The perceptions of the mechanoreceptors correspond to the epicritical perception. The information from epicritical mechanoreceptors in the area of ​​surface sensitivity travels via class Aβ nerve fibers in the direction of the central nervous system. The individual fibers run without crossing in the fasciculi, i.e. the posterior cord tract of the spinal cord.

Protopathic sensations of temperature and pain through the thermoreceptors and pain receptors contribute to surface sensitivity. These percepts migrate to the central nervous system via afferent nerve fibers of class Aδ and C and are subject to the mediation by free nerve endings. Immediately after entering the posterior horn of the spinal cord, the fibers of the protopathic pathways cross to the contralateral side, where they ascend into the anterior and lateral spinothalamic tract.

In the brain, the percepts from the individual receptors are processed into an overall perception. This process corresponds to a sensory integration and gives the person an overall impression of the currently acting stimuli. The surface sensitivity has its own memory that helps the brain to filter, interpret, assess and classify percepts.

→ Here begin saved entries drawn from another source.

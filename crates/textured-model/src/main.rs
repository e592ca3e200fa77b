use std::process::ExitCode;

use textured_model::UVTexturedDemo;

fn main() -> ExitCode {
    common::framework::launch(UVTexturedDemo::new)
}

Surface sensitivity with its qualities of pain, temperature and mechanics is a crucial component for both active haptics and passive tactile quality.

Illnesses & ailments

Neurology distinguishes disorders of surface sensitivity into hyperesthesia, anesthesia, hypesthesia and paresthesia. Hyperesthesia corresponds to excessive surface sensitivity. Medicine also describes an increased tactile perception as tactile defense. The hypersensitivity, so to speak, evokes a defensive attitude in the patient. Those affected avoid tactile stimuli such as touch. They often withdraw not only from contact with other people, but also from contact with certain materials such as sand, dust, mud, paste or felt and surfaces such as metal or wood. The reason for this is usually the perception of pain on the skin, which is caused by the excessive sensitivity.

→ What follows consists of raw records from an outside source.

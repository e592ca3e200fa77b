//! A cube that shows the bare minimum needed to draw with [`MaterialOnlyShader`].
//! It loops through a few keyframes around its center.

use std::f32::consts::FRAC_PI_2;

use common::geometry;
use common::gfx::*;
use common::math::*;
use common::transform::Transform;

use crate::shader::{MaterialOnlyCall, MaterialOnlyShader, MaterialOnlyVertex};

/// Seconds for one trip around the path.
const LOOP_DURATION: f32 = 8.0;

pub struct ExampleCube<D: GraphicsDevice> {
    call: MaterialOnlyCall<D>,
    material: Material,
    keyframes: Vec<Transform>,
    elapsed: f32,
    transform: Transform,
}

impl<D: GraphicsDevice> ExampleCube<D> {
    pub fn new(device: &D, material: Material, center: Vec3) -> Result<Self, DeviceError> {
        let mesh = geometry::cube();
        let call = RenderCall::new(device, &MaterialOnlyVertex::from_mesh(&mesh), &mesh.indices)?;

        let tilt = Quat::from_rotation_x(0.4);
        let keyframes = vec![
            Transform::new(center + Vec3::new(-2.0, 0.0, 0.0), tilt, Vec3::splat(0.5)),
            Transform::new(
                center + Vec3::new(0.0, 1.0, 1.5),
                tilt * Quat::from_rotation_y(FRAC_PI_2),
                Vec3::splat(0.7),
            ),
            Transform::new(
                center + Vec3::new(2.0, 0.0, 0.0),
                Quat::from_rotation_y(2.0 * FRAC_PI_2),
                Vec3::splat(0.5),
            ),
            Transform::new(
                center + Vec3::new(0.0, -0.5, -1.5),
                Quat::from_rotation_y(3.0 * FRAC_PI_2) * tilt,
                Vec3::splat(0.3),
            ),
        ];
        let transform = keyframes[0];

        Ok(Self {
            call,
            material,
            keyframes,
            elapsed: 0.0,
            transform,
        })
    }

    pub fn update(&mut self, dt: f32) {
        self.elapsed = (self.elapsed + dt).rem_euclid(LOOP_DURATION);

        let segment_duration = LOOP_DURATION / self.keyframes.len() as f32;
        let position = self.elapsed / segment_duration;
        let index = (position as usize).min(self.keyframes.len() - 1);
        let next = (index + 1) % self.keyframes.len();

        self.transform = Transform::lerp(
            &self.keyframes[index],
            &self.keyframes[next],
            position - index as f32,
        );
    }

    pub fn render<C>(&self, context: &mut C, shader: &mut MaterialOnlyShader<D>) -> Result<(), ShaderError>
    where
        C: GraphicsContext<Device = D>,
    {
        shader.set_model_transform(self.transform.matrix());
        shader.set_object_material(self.material);
        shader.render(context, &self.call)
    }

    pub fn transform(&self) -> &Transform {
        &self.transform
    }
}

#[cfg(test)]
mod tests {
    use super::*;
    use approx::assert_relative_eq;
    use common::color::Color;
    use common::gfx::headless::HeadlessDevice;

    fn cube() -> ExampleCube<HeadlessDevice> {
        let material = Material::new(Color::CREAM, Color::BROWN, Color::BROWN);
        ExampleCube::new(&HeadlessDevice::new(), material, Vec3::new(0.0, 2.0, 8.0)).unwrap()
    }

    #[test]
    fn passes_through_keyframes() {
        let mut cube = cube();
        let segment = LOOP_DURATION / 4.0;

        cube.update(segment);
        assert_relative_eq!(cube.transform().position.x, 0.0, epsilon = 1e-4);
        assert_relative_eq!(cube.transform().position.y, 3.0, epsilon = 1e-4);
        assert_relative_eq!(cube.transform().scale.x, 0.7, epsilon = 1e-4);

        cube.update(segment / 2.0);
        assert_relative_eq!(cube.transform().position.x, 1.0, epsilon = 1e-4);
    }

    #[test]
    fn path_loops() {
        let mut cube = cube();
        let start = *cube.transform();

        cube.update(LOOP_DURATION * 0.9);
        assert!(cube.transform().position.distance(start.position) > 0.1);

        cube.update(LOOP_DURATION * 0.1);
        assert!(cube.transform().matrix().abs_diff_eq(start.matrix(), 1e-3));
    }
}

The opposite of hyperesthesia is hypesthesia. These are reduced sensitivities, which usually correspond to a dull feeling on the skin. In the case of so-called anesthesia, on the other hand, the patient's surface sensitivity is completely absent and the affected areas of the skin are completely numb.

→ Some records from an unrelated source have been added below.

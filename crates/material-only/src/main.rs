use std::process::ExitCode;

use material_only::DrawingMaterialOnlyApp;

fn main() -> ExitCode {
    common::framework::launch(DrawingMaterialOnlyApp::new)
}
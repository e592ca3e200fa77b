use bytemuck::{Pod, Zeroable};

use crate::color::Color;
use crate::math::*;
use crate::model::MaterialData;

/// Surface response to light. The alpha of `specular` is the shininess exponent.
#[derive(Debug, Clone, Copy, PartialEq, Pod, Zeroable)]
#[repr(C)]
pub struct Material {
    pub specular: Color,
    pub diffuse: Color,
    pub ambient: Color,
}

impl Material {
    pub fn new(specular: Color, diffuse: Color, ambient: Color) -> Self {
        Self {
            specular,
            diffuse,
            ambient,
        }
    }
}

impl From<MaterialData> for Material {
    fn from(data: MaterialData) -> Self {
        Self::new(data.specular, data.diffuse, data.ambient)
    }
}

#[derive(Debug, Clone, Copy, PartialEq, Pod, Zeroable)]
#[repr(C)]
pub struct DirectionalLight {
    pub direction: Vec3,
    _pad: f32,
    pub specular: Color,
    pub diffuse: Color,
    pub ambient: Color,
}

impl DirectionalLight {
    pub fn new(direction: Vec3, specular: Color, diffuse: Color, ambient: Color) -> Self {
        Self {
            direction,
            _pad: 0.0,
            specular,
            diffuse,
            ambient,
        }
    }
}

#[cfg(test)]
mod tests {
    use super::*;

    #[test]
    fn layouts_fill_whole_registers() {
        assert_eq!(std::mem::size_of::<Material>(), 48);
        assert_eq!(std::mem::size_of::<DirectionalLight>(), 64);

        let sun = DirectionalLight::new(Vec3::Y, Color::CREAM, Color::CREAM, Color::CREAM);
        let floats: &[f32] = bytemuck::cast_slice(bytemuck::bytes_of(&sun));
        assert_eq!(&floats[..4], &[0.0, 1.0, 0.0, 0.0]);
        assert_eq!(&floats[4..8], &Color::CREAM.to_array());
    }
}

This phenomenon must be distinguished from abnormal sensations known as paresthesias. Unusual sensations can be expressed, for example, in a tingling sensation or a burning sensation. A cold stimulus on the skin is sometimes mistaken by patients for a scalding hot stimulus.

All of the above-mentioned disorders of surface sensitivity are primarily associated with nerve damage. Especially when the conduction pathways in the central nervous system are affected, the brain only receives insufficient information from the area of ​​surface sensitivity. This type of nerve damage is a central nervous lesion that can sometimes be traumatic.

Tumors or neurological diseases such as multiple sclerosis are also possible causes. A disturbance of the surface sensitivity can just as well be due to the processing centers in the brain. Such damage can be caused by stroke or ischemia. Inflammation-related brain lesions are also possible.

Under certain circumstances, a disturbance of the surface sensitivity can also be traced back to a lack of sensory integration. Sensory integration disorders often go back to a genetic disposition and can be alleviated with certain training methods.